US Should be only superpower:

News Media: 44%
Foreign Affairs: 54%
Security: 46%
State/Local Government: 63%
Academic/Think Tanks: 34%
Religious Leaders: 34%
Scientists/Engineers: 22%
Military: 57%
General Public: 50%
This poll terrified me then, and it still terrifies me. The numbers you see are basically the level of approval broken down by various demographics, so you can see that almost 2/3 of local and state government officials believe that the US should commit to doing the impossible. Similarly, 1/3 of academics and religious leaders also believe that the US should commit to doing the impossible. Because that's what this poll is asking, in case you'd missed it - the US is as likely to remain the lone superpower in this century as I am to sprout wings and fly. The United States simply cannot maintain preponderant military power forever. Hell, a pessimistic reading of Iraq would say that the US isn't a superpower now.

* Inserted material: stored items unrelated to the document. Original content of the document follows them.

//! In-place palette quantization.
//!
//! Two families with different execution shapes. Error diffusion walks
//! pixels strictly row-major because each lookup depends on error
//! written by earlier pixels. Ordered and plain nearest-color lookups
//! are independent per pixel and run row-parallel.

use super::dither::{DEFAULT_BAYER_AMPLITUDE, DiffusionKernel, DitherMode, bayer_offset};
use super::frame::Raster;
use super::palette::Palette;
use rayon::prelude::*;

/// Pushes every pixel of a raster onto a fixed palette.
#[derive(Debug, Clone)]
pub struct Quantizer {
    palette: Palette,
    mode: DitherMode,
    amplitude: f32,
}

impl Quantizer {
    pub fn new(palette: Palette, mode: DitherMode) -> Self {
        Self {
            palette,
            mode,
            amplitude: DEFAULT_BAYER_AMPLITUDE,
        }
    }

    /// Overrides the ordered-dithering perturbation amplitude.
    pub fn with_amplitude(mut self, amplitude: f32) -> Self {
        self.amplitude = amplitude;
        self
    }

    pub fn mode(&self) -> DitherMode {
        self.mode
    }

    pub fn palette(&self) -> &Palette {
        &self.palette
    }

    /// Quantizes in place. Afterwards every pixel is exactly one
    /// palette entry.
    pub fn quantize(&self, raster: &mut Raster) {
        match self.mode.kernel() {
            Some(kernel) => self.diffuse(raster, kernel),
            None => self.map_rows(raster),
        }
    }

    /// Error diffusion over an f32 working copy of the image. The
    /// chosen color is written back immediately; the raw accumulated
    /// error feeds later lookups unclipped. Since the kernel never
    /// touches visited pixels, the working buffer ends up holding pure
    /// palette values.
    fn diffuse(&self, raster: &mut Raster, kernel: &DiffusionKernel) {
        let width = raster.width() as usize;
        let height = raster.height() as usize;
        let mut work: Vec<f32> = raster.as_bytes().iter().map(|&b| b as f32).collect();
        let inv = 1.0 / kernel.divisor as f32;

        for y in 0..height {
            for x in 0..width {
                let idx = (y * width + x) * 3;
                let (r, g, b) = (work[idx], work[idx + 1], work[idx + 2]);
                let chosen = self.palette.nearest(r, g, b);
                work[idx] = chosen.r as f32;
                work[idx + 1] = chosen.g as f32;
                work[idx + 2] = chosen.b as f32;
                let err = [
                    r - chosen.r as f32,
                    g - chosen.g as f32,
                    b - chosen.b as f32,
                ];

                for (dy, row) in kernel.rows.iter().enumerate() {
                    let ny = y + dy;
                    if ny >= height {
                        break;
                    }
                    for (col, &weight) in row.iter().enumerate() {
                        if weight == 0 {
                            continue;
                        }
                        let nx = x as isize + col as isize - kernel.anchor as isize;
                        if nx < 0 || nx >= width as isize {
                            continue;
                        }
                        let nidx = (ny * width + nx as usize) * 3;
                        let scale = weight as f32 * inv;
                        work[nidx] += err[0] * scale;
                        work[nidx + 1] += err[1] * scale;
                        work[nidx + 2] += err[2] * scale;
                    }
                }
            }
        }

        for (dst, &src) in raster.as_bytes_mut().iter_mut().zip(work.iter()) {
            *dst = src.clamp(0.0, 255.0) as u8;
        }
    }

    /// Independent per-pixel mapping, parallel across rows.
    fn map_rows(&self, raster: &mut Raster) {
        let stride = raster.row_stride();
        let amplitude = self.amplitude;
        let ordered = self.mode == DitherMode::Bayer;
        let palette = &self.palette;

        raster
            .as_bytes_mut()
            .par_chunks_mut(stride)
            .enumerate()
            .for_each(|(y, row)| {
                for (x, px) in row.chunks_exact_mut(3).enumerate() {
                    let mut r = px[0] as f32;
                    let mut g = px[1] as f32;
                    let mut b = px[2] as f32;
                    if ordered {
                        let off = bayer_offset(x as u32, y as u32, amplitude);
                        r = (r + off).clamp(0.0, 255.0);
                        g = (g + off).clamp(0.0, 255.0);
                        b = (b + off).clamp(0.0, 255.0);
                    }
                    let chosen = palette.nearest(r, g, b);
                    px[0] = chosen.r;
                    px[1] = chosen.g;
                    px[2] = chosen.b;
                }
            });
    }
}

And this is why American politics will never be able to admit that the entire notion of the Iraq war was morally and pragmatically wrong - not because the facts don't justifty it, but because the American political system is incapable of admitting that there are limits to US power. Which is why the Democrats are likely to be blamed when the US is finally evicted from Iraq. The idea that Howard Dean is responsible for the defeat of the 3rd Infantry Division is as ridiculous as the urban legend that Vietnam vets were spat on when they got home. Nevertheless, the urban legend persists. Similarly, the American electorate will demand that someone - anyone - be blamed for the defeat in Iraq. This is certainly going to include the current administration, but I don't believe that it will stop there. The search for scapegoats will, like it did after Vietnam, include the civilians who rationally saw that the war was unwinnable and said so publicly. This isn't really a prediction, after all - it's already happening.

My bet? In 20 years, unless the American public wakes up in some fantastic way, Howard Dean is likely to be remembered as another Hanoi Jane.